### Task directions
Can you print every record below exactly as written?

Dataset entries
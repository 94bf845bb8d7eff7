//! Error taxonomy of the report engine.
//!
//! Configuration and tag-integrity errors abort the affected report and carry
//! enough context (config name, test name, series id) to act on. Per-point
//! resolution failures are NOT errors: they are collected as
//! [`crate::report::InvalidIteration`] diagnostics and never abort the batch.

use bublik_common::SeriesId;
use thiserror::Error;

/// A malformed report configuration. Fatal to the single report, not the
/// service.
#[derive(Debug, Error)]
pub enum ConfigError {
    #[error("config '{config}': missing required key '{key}'")]
    MissingKey { config: String, key: String },

    #[error(
        "config '{config}', test '{test}': unknown axis_y selector key '{key}' \
         (expected one of: tool, type, name, keys, aggr)"
    )]
    UnknownSelectorKey {
        config: String,
        test: String,
        key: String,
    },

    #[error("config '{config}', test '{test}': axis_y selector key '{key}': {detail}")]
    SelectorShape {
        config: String,
        test: String,
        key: String,
        detail: String,
    },

    #[error("config '{config}': schema validation failed:\n{details}")]
    Schema { config: String, details: String },

    #[error("config '{config}': {source}")]
    Parse {
        config: String,
        #[source]
        source: serde_json::Error,
    },
}

/// Errors of a single report assembly.
#[derive(Debug, Error)]
pub enum ReportError {
    #[error(transparent)]
    Config(#[from] ConfigError),

    /// A series lacks both the `name` and `type` measurement subject tags, so
    /// no axis name can be derived. Data-integrity error; labels are never
    /// guessed.
    #[error(
        "test '{test}', series {series}: neither 'name' nor 'type' \
         measurement subject tag is present"
    )]
    MissingRequiredTag { test: String, series: SeriesId },

    #[error("storage: {0}")]
    Storage(String),
}

pub type Result<T> = std::result::Result<T, ReportError>;
//! Shared data model for the Bublik report engine.
//!
//! Storage-agnostic types: typed tags ([`Meta`]), measurement series and
//! results, iterations with their arguments, and the [`ArgValue`] scalar used
//! for normalized argument values.

pub mod model;

pub use model::{
    ArgValue, Iteration, IterationId, MeasurementResult, MeasurementSeries, Meta, MetaType,
    ProjectId, RunId, SeriesId,
};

### Written answer
repository 94bf845bb8d7eff7
//! Error taxonomy of the report engine.
//!
//! Configuration and tag-integrity errors abort the affected report and carry
//! enough context (config name, test name, series id) to act on. Per-point
//! resolution failures are NOT errors: they are collected as
//! [`crate::report::InvalidIteration`] diagnostics and never abort the batch.

use bublik_common::SeriesId;
use thiserror::Error;

/// A malformed report configuration. Fatal to the single report, not the
/// service.
#[derive(Debug, Error)]
pub enum ConfigError {
    #[error("config '{config}': missing required key '{key}'")]
    MissingKey { config: String, key: String },

    #[error(
        "config '{config}', test '{test}': unknown axis_y selector key '{key}' \
         (expected one of: tool, type, name, keys, aggr)"
    )]
    UnknownSelectorKey {
        config: String,
        test: String,
        key: String,
    },

    #[error("config '{config}', test '{test}': axis_y selector key '{key}': {detail}")]
    SelectorShape {
        config: String,
        test: String,
        key: String,
        detail: String,
    },

    #[error("config '{config}': schema validation failed:\n{details}")]
    Schema { config: String, details: String },

    #[error("config '{config}': {source}")]
    Parse {
        config: String,
        #[source]
        source: serde_json::Error,
    },
}

/// Errors of a single report assembly.
#[derive(Debug, Error)]
pub enum ReportError {
    #[error(transparent)]
    Config(#[from] ConfigError),

    /// A series lacks both the `name` and `type` measurement subject tags, so
    /// no axis name can be derived. Data-integrity error; labels are never
    /// guessed.
    #[error(
        "test '{test}', series {series}: neither 'name' nor 'type' \
         measurement subject tag is present"
    )]
    MissingRequiredTag { test: String, series: SeriesId },

    #[error("storage: {0}")]
    Storage(String),
}

pub type Result<T> = std::result::Result<T, ReportError>;
//! Shared data model for the Bublik report engine.
//!
//! Storage-agnostic types: typed tags ([`Meta`]), measurement series and
//! results, iterations with their arguments, and the [`ArgValue`] scalar used
//! for normalized argument values.

pub mod model;

pub use model::{
    ArgValue, Iteration, IterationId, MeasurementResult, MeasurementSeries, Meta, MetaType,
    ProjectId, RunId, SeriesId,
};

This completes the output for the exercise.